Here are some of the learning outcomes from this postmodern course, which involves an exchange with and support from Thailand:

• Students will analyze and develop a new concept of the Church for the 21st century that will enable the Church to become a “church without walls” during this century.
• Students will make a shift from a conventional understanding of the Church to a “movement of people in context” understanding of the Church.
• Students will articulate the nature of transformational development and its relevance to the mission of the Church in their own context – they will develop tools for enabling community transformation.
• Students will be involved in ongoing collaboration to further develop and deepen third culture leadership concepts and approaches to transformational ministry.
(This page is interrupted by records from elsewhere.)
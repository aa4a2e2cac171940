use byteorder::{BigEndian, ByteOrder};

use crate::decoders::RawError;

pub mod huffman;
pub mod hasselblad;

pub use self::hasselblad::HasselbladDecompressor;
use self::huffman::HuffTable;

const M_SOF0: u8 = 0xC0;
const M_DHT: u8 = 0xC4;
const M_SOF3: u8 = 0xC3;
const M_DAC: u8 = 0xCC;
const M_JPG: u8 = 0xC8;
const M_SOF15: u8 = 0xCF;
const M_SOI: u8 = 0xD8;
const M_EOI: u8 = 0xD9;
const M_SOS: u8 = 0xDA;

/// Big endian byte reader for marker segments, every read bounds checked
#[derive(Debug, Copy, Clone)]
pub struct ByteStream<'a> {
  buffer: &'a [u8],
  pos: usize,
}

impl<'a> ByteStream<'a> {
  pub fn new(src: &'a [u8]) -> ByteStream<'a> {
    ByteStream { buffer: src, pos: 0 }
  }

  pub fn get_pos(&self) -> usize {
    self.pos
  }

  fn overrun(&self, want: usize) -> RawError {
    RawError::Io(format!("ljpeg: wanted {} bytes at offset {} but the stream ends at {}", want, self.pos, self.buffer.len()))
  }

  pub fn get_u8(&mut self) -> Result<u8, RawError> {
    let val = *self.buffer.get(self.pos).ok_or_else(|| self.overrun(1))?;
    self.pos += 1;
    Ok(val)
  }

  pub fn get_u16(&mut self) -> Result<u16, RawError> {
    if self.pos + 2 > self.buffer.len() {
      return Err(self.overrun(2))
    }
    let val = BigEndian::read_u16(&self.buffer[self.pos..]);
    self.pos += 2;
    Ok(val)
  }

  pub fn skip_bytes(&mut self, num: usize) -> Result<(), RawError> {
    if self.pos + num > self.buffer.len() {
      return Err(self.overrun(num))
    }
    self.pos += num;
    Ok(())
  }
}

#[derive(Debug, Copy, Clone)]
struct Component {
  id: u8,
  dc_table: usize,
}

/// Everything the lossless JPEG marker segments say about the scan
#[derive(Debug, Clone)]
pub struct LjpegHeader {
  pub precision: u8,
  pub width: usize,
  pub height: usize,
  pub components: usize,
  pub predictor: u8,
  pub point_transform: u8,
  /// Table used by the first scan component
  pub huff: HuffTable,
  /// Offset of the entropy coded data from the start of the stream
  pub scan_offset: usize,
}

impl LjpegHeader {
  pub fn new(src: &[u8]) -> Result<LjpegHeader, RawError> {
    let mut input = ByteStream::new(src);
    if input.get_u8()? != 0xFF || input.get_u8()? != M_SOI {
      return Err(RawError::Decoder("ljpeg: image did not start with SOI, probably not an LJPEG".to_string()))
    }

    let mut tables: [Option<HuffTable>; 4] = [None, None, None, None];
    let mut frame: Option<(u8, usize, usize, Vec<Component>)> = None;

    loop {
      let marker = next_marker(&mut input)?;
      match marker {
        M_DHT => parse_dht(&mut input, &mut tables)?,
        M_SOF3 => frame = Some(parse_sof(&mut input)?),
        M_SOS => {
          let (precision, width, height, mut components) = match frame {
            Some(f) => f,
            None => return Err(RawError::Decoder("ljpeg: scan starts before the frame header".to_string())),
          };
          let (predictor, point_transform) = parse_sos(&mut input, &mut components)?;
          let first = components[0];
          let huff = match tables[first.dc_table].take() {
            Some(t) => t,
            None => return Err(RawError::Decoder(format!("ljpeg: no huffman table {} for component {}", first.dc_table, first.id))),
          };
          return Ok(LjpegHeader {
            precision,
            width,
            height,
            components: components.len(),
            predictor,
            point_transform,
            huff,
            scan_offset: input.get_pos(),
          })
        },
        M_EOI => return Err(RawError::Io("ljpeg: reached end of image before the scan".to_string())),
        m if (M_SOF0..=M_SOF15).contains(&m) && m != M_JPG && m != M_DAC => {
          return Err(RawError::Decoder(format!("ljpeg: unsupported frame type {:#x}", m)))
        },
        _ => {
          // APPn, COM, DQT, DRI and friends carry nothing we need
          let len = input.get_u16()? as usize;
          input.skip_bytes(len.saturating_sub(2))?;
        },
      }
    }
  }
}

fn next_marker(input: &mut ByteStream) -> Result<u8, RawError> {
  // Skip garbage up to the next 0xFF, then any fill bytes
  while input.get_u8()? != 0xFF {}
  let mut marker = input.get_u8()?;
  while marker == 0xFF {
    marker = input.get_u8()?;
  }
  Ok(marker)
}

fn parse_dht(input: &mut ByteStream, tables: &mut [Option<HuffTable>; 4]) -> Result<(), RawError> {
  let mut remaining = (input.get_u16()? as usize).saturating_sub(2);
  while remaining > 0 {
    let b = input.get_u8()?;
    let class = b >> 4;
    let id = (b & 0x0F) as usize;
    if class != 0 {
      return Err(RawError::Decoder("ljpeg: AC huffman tables are not used by lossless JPEG".to_string()))
    }
    if id > 3 {
      return Err(RawError::Decoder(format!("ljpeg: invalid huffman table id {}", id)))
    }

    let mut bits = [0u32; 17];
    let mut count = 0usize;
    for len in 1..17 {
      bits[len] = input.get_u8()? as u32;
      count += bits[len] as usize;
    }
    if count > 256 {
      return Err(RawError::Decoder(format!("ljpeg: huffman table with {} codes", count)))
    }
    let mut huffval = Vec::with_capacity(count);
    for _ in 0..count {
      huffval.push(input.get_u8()? as u32);
    }
    tables[id] = Some(HuffTable::new(bits, huffval)?);

    let used = 1 + 16 + count;
    if used > remaining {
      return Err(RawError::Decoder("ljpeg: huffman table overruns its segment".to_string()))
    }
    remaining -= used;
  }
  Ok(())
}

fn parse_sof(input: &mut ByteStream) -> Result<(u8, usize, usize, Vec<Component>), RawError> {
  let _len = input.get_u16()?;
  let precision = input.get_u8()?;
  let height = input.get_u16()? as usize;
  let width = input.get_u16()? as usize;
  let ncomp = input.get_u8()? as usize;
  if ncomp == 0 || ncomp > 4 {
    return Err(RawError::Decoder(format!("ljpeg: {} components in frame", ncomp)))
  }
  let mut components = Vec::with_capacity(ncomp);
  for _ in 0..ncomp {
    let id = input.get_u8()?;
    let _sampling = input.get_u8()?;
    let _quant = input.get_u8()?;
    components.push(Component { id, dc_table: 0 });
  }
  Ok((precision, width, height, components))
}

fn parse_sos(input: &mut ByteStream, components: &mut [Component]) -> Result<(u8, u8), RawError> {
  let _len = input.get_u16()?;
  let ns = input.get_u8()? as usize;
  if ns != components.len() {
    return Err(RawError::Decoder(format!("ljpeg: scan has {} components, frame has {}", ns, components.len())))
  }
  for _ in 0..ns {
    let cs = input.get_u8()?;
    let td = (input.get_u8()? >> 4) as usize;
    if td > 3 {
      return Err(RawError::Decoder(format!("ljpeg: invalid huffman table selector {}", td)))
    }
    match components.iter_mut().find(|c| c.id == cs) {
      Some(c) => c.dc_table = td,
      None => return Err(RawError::Decoder(format!("ljpeg: scan references unknown component {}", cs))),
    }
  }
  let predictor = input.get_u8()?;
  let _se = input.get_u8()?;
  let point_transform = input.get_u8()? & 0x0F;
  Ok((predictor, point_transform))
}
‘Third culture’ — a new term for me, too — refers to people who move around the world quite a bit as in the military or the missions.  Those people often feel more of an affinity towards others in the same situation than they do with people from their home or host countries.

Even so, this sounds more like the transformational workplace than Christian ministry.  Does everything have to be so cold and analytical?  We’re talking about souls here, not atoms.

Here is an excerpt from the reading list:

Newbigin, Lesslie. The Gospel in a Pluralist Society.
Note: see especially chapter 12 “Contextualization: true or false”; chapter 13 “No Other Name”; chapter 14, “The Gospel and the Religions”.
Nouwen, Henry. In the Name of Jesus.
Boyatzis, Richard, Daniel Goleman & Annie McKee. Primal Leadership.
The Autobiography of Malcolm X.
Merton, Thomas. The Way of Chuang Tzu.
Sun Tzu. The Art of War.
Volf. Miroslav. Exclusion and Embrace.

Hmm.  A mix of postmodernism, mysticism, radicalism and Machiavellian-type literature.  What does the Gospel have to do with this?

Anyway, I’ll call it a day for now and continue this once I’ve had a nice cuppa and a sit-down.